Chloe Westley is the Campaign Manager of the TaxPayers’ Alliance.
I recently went to Southend to meet with some business owners in Essex. My mission was simple: I wanted to hear what the Government can do to make life easier for small businesses.
I believe that if you want to hear what’s really going on in the country you’ve sometimes got to travel outside the M25. During my time at the Taxpayers’ Alliance, I’ve been lucky enough to travel across this great country to meet with activists and supporters from all walks of life – students, young professionals, families concerned about the cost of council tax, retired folks, right-wing activists, left-wing activists (yes – there are some left-leaning people who want their taxes spent efficiently!) and of course many people who run a local business.

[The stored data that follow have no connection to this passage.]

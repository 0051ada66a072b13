use serde::{Deserialize, Serialize};
use std::fmt;

#[derive(Debug, Clone, Copy, Serialize, Deserialize, PartialEq, Eq, PartialOrd, Ord)]
#[serde(rename_all = "snake_case")]
pub enum RewardTier {
    Newcomer,
    Bronze,
    Silver,
    Gold,
    Master,
}

impl RewardTier {
    /// Tiers from highest to lowest; lookup takes the first whose threshold is met.
    pub const DESCENDING: [RewardTier; 5] = [
        RewardTier::Master,
        RewardTier::Gold,
        RewardTier::Silver,
        RewardTier::Bronze,
        RewardTier::Newcomer,
    ];

    pub fn for_score(total_score: i64) -> Self {
        Self::DESCENDING
            .into_iter()
            .find(|tier| total_score >= tier.threshold())
            .unwrap_or(RewardTier::Newcomer)
    }

    pub fn threshold(self) -> i64 {
        match self {
            RewardTier::Master => 1200,
            RewardTier::Gold => 1000,
            RewardTier::Silver => 800,
            RewardTier::Bronze => 600,
            RewardTier::Newcomer => i64::MIN,
        }
    }

    pub fn next(self) -> Option<RewardTier> {
        match self {
            RewardTier::Newcomer => Some(RewardTier::Bronze),
            RewardTier::Bronze => Some(RewardTier::Silver),
            RewardTier::Silver => Some(RewardTier::Gold),
            RewardTier::Gold => Some(RewardTier::Master),
            RewardTier::Master => None,
        }
    }

    /// Points still needed to reach the next tier; `None` at the top.
    pub fn gap_to_next(self, total_score: i64) -> Option<i64> {
        self.next()
            .map(|next| next.threshold().saturating_sub(total_score))
    }

    pub fn title(self) -> &'static str {
        match self {
            RewardTier::Master => "👑 满级大佬",
            RewardTier::Gold => "🍗 黄金段位",
            RewardTier::Silver => "🍜 白银段位",
            RewardTier::Bronze => "🥤 青铜段位",
            RewardTier::Newcomer => "🌱 新手村",
        }
    }

    /// The reward this tier unlocks.
    pub fn unlock(self) -> Option<&'static str> {
        match self {
            RewardTier::Master => Some("新体验"),
            RewardTier::Gold => Some("自由创作"),
            RewardTier::Silver => Some("不同风格衣服"),
            RewardTier::Bronze => Some("搞笑玩具"),
            RewardTier::Newcomer => None,
        }
    }

    pub fn color(self) -> &'static str {
        match self {
            RewardTier::Master => "#d97706",
            RewardTier::Gold => "#b91c1c",
            RewardTier::Silver => "#0369a1",
            RewardTier::Bronze => "#15803d",
            RewardTier::Newcomer => "#4b5563",
        }
    }

    pub fn describe(self, total_score: i64) -> String {
        let next_unlock = self.next().and_then(RewardTier::unlock).unwrap_or_default();
        match (self.unlock(), self.gap_to_next(total_score)) {
            (Some(unlock), None) => format!("当前解锁：{unlock}！你这周简直是神！"),
            (Some(unlock), Some(gap)) => {
                format!("当前解锁：{unlock}！ (距【{next_unlock}】还差 {gap} 分)")
            }
            (None, Some(gap)) => {
                format!("暂无奖励 (距最低奖励【{next_unlock}】还差 {gap} 分，冲鸭！)")
            }
            (None, None) => "暂无奖励".to_string(),
        }
    }

    pub fn as_str(&self) -> &'static str {
        match self {
            RewardTier::Newcomer => "newcomer",
            RewardTier::Bronze => "bronze",
            RewardTier::Silver => "silver",
            RewardTier::Gold => "gold",
            RewardTier::Master => "master",
        }
    }
}

impl fmt::Display for RewardTier {
    fn fmt(&self, f: &mut fmt::Formatter<'_>) -> fmt::Result {
        f.write_str(self.as_str())
    }
}

#[derive(Debug, Clone, PartialEq, Eq, Serialize, Deserialize)]
#[serde(rename_all = "camelCase")]
pub struct RewardInfo {
    pub tier: RewardTier,
    pub title: String,
    pub description: String,
    pub color: String,
    #[serde(skip_serializing_if = "Option::is_none")]
    pub gap_to_next: Option<i64>,
}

Entrepreneurship is awesome. I’m always annoyed at people who claim that government is to thank for human progress and improvements in society. Because, more often than not, it’s the private sector that finds new and innovative ways of improving our standards of living. Businesses generate the wealth that pays for the public sector, and employ most of the workforce. Small businesses alone provide employment to 60 per cent of the workers in the UK.
It’s critical that the Chancellor prioritises helping small businesses in the next budget by making taxes lower and simpler, especially as we approach March next year. But which taxes should be cut, and how?
Over a two hour discussion in a fish and chips restaurant on the beach, I asked this question. Unsurprisingly, nearly every business owner cited business rates as a killer, as well as council tax. Most of the day to day impediments were blamed on local government, since that provided their most frequent interface between themselves and the public sector. There was a real sense of frustration that their local councils not only take so much money away from them through taxation and charges, but also often made expanding their businesses all the more difficult by standing in the way. Many at the lunch were concerned raised the apprenticeship levy, parking charges and corporation tax, too.
But hough I travelled to Southend to get a better idea on which taxes the TPA should call to be lowered in the next budget, I came back to London with a lot more than that. I returned with a sense of admiration for the people I met.
One business owner said she woke up at 4:30am every morning to get some admin work done before the calls start coming in at 7am from her staff. She spends the rest of the day answering the phones and liaising between her clients and employees, before settling down at 6 or 7pm. She said that the biggest burden from the government isn’t necessarily ever higher taxes – which she is happy to pay – but bureaucracy.
That’s a word which came up over and over again. A man who runs a manufacturing business, and exports to predominantly non-EU markets, was livid with the extent to which the government keeps piling on new rules, regulations and standards. Some of the standards are so obvious that any functioning business would meet them, and the hours spent having to deal with the increasing regulatory burden and complicated tax code is time that could have been spent improving his business and seeking out new opportunities.
In return for taking a huge risk with their own money, finding a niche in the market, establishing a viable idea and employing people in the community, the Government hammers these small business owners with higher taxes and bureaucracy that they can’t hope to keep up with.
The Left talk about businesses as if they are always the bad guys – rich, powerful, elitist and greedy. In their eyes, any success or profit should be punished by higher taxation. You’ll often find the likes of John McDonnell accuse them of ‘not paying their fair share’. I wonder if he would have the courage to tell these small business owners in Southend that they should be forced to hand over even more of their hard-earned profits to the state.
The Conservative Party should be the natural home for these small business people. Instead of adding to the burden and disincentivising entrepreneurship, the Chancellor has an opportunity in the forthcoming budget to give small business owners, who are some of the hardest working people in the country, a well-deserved break.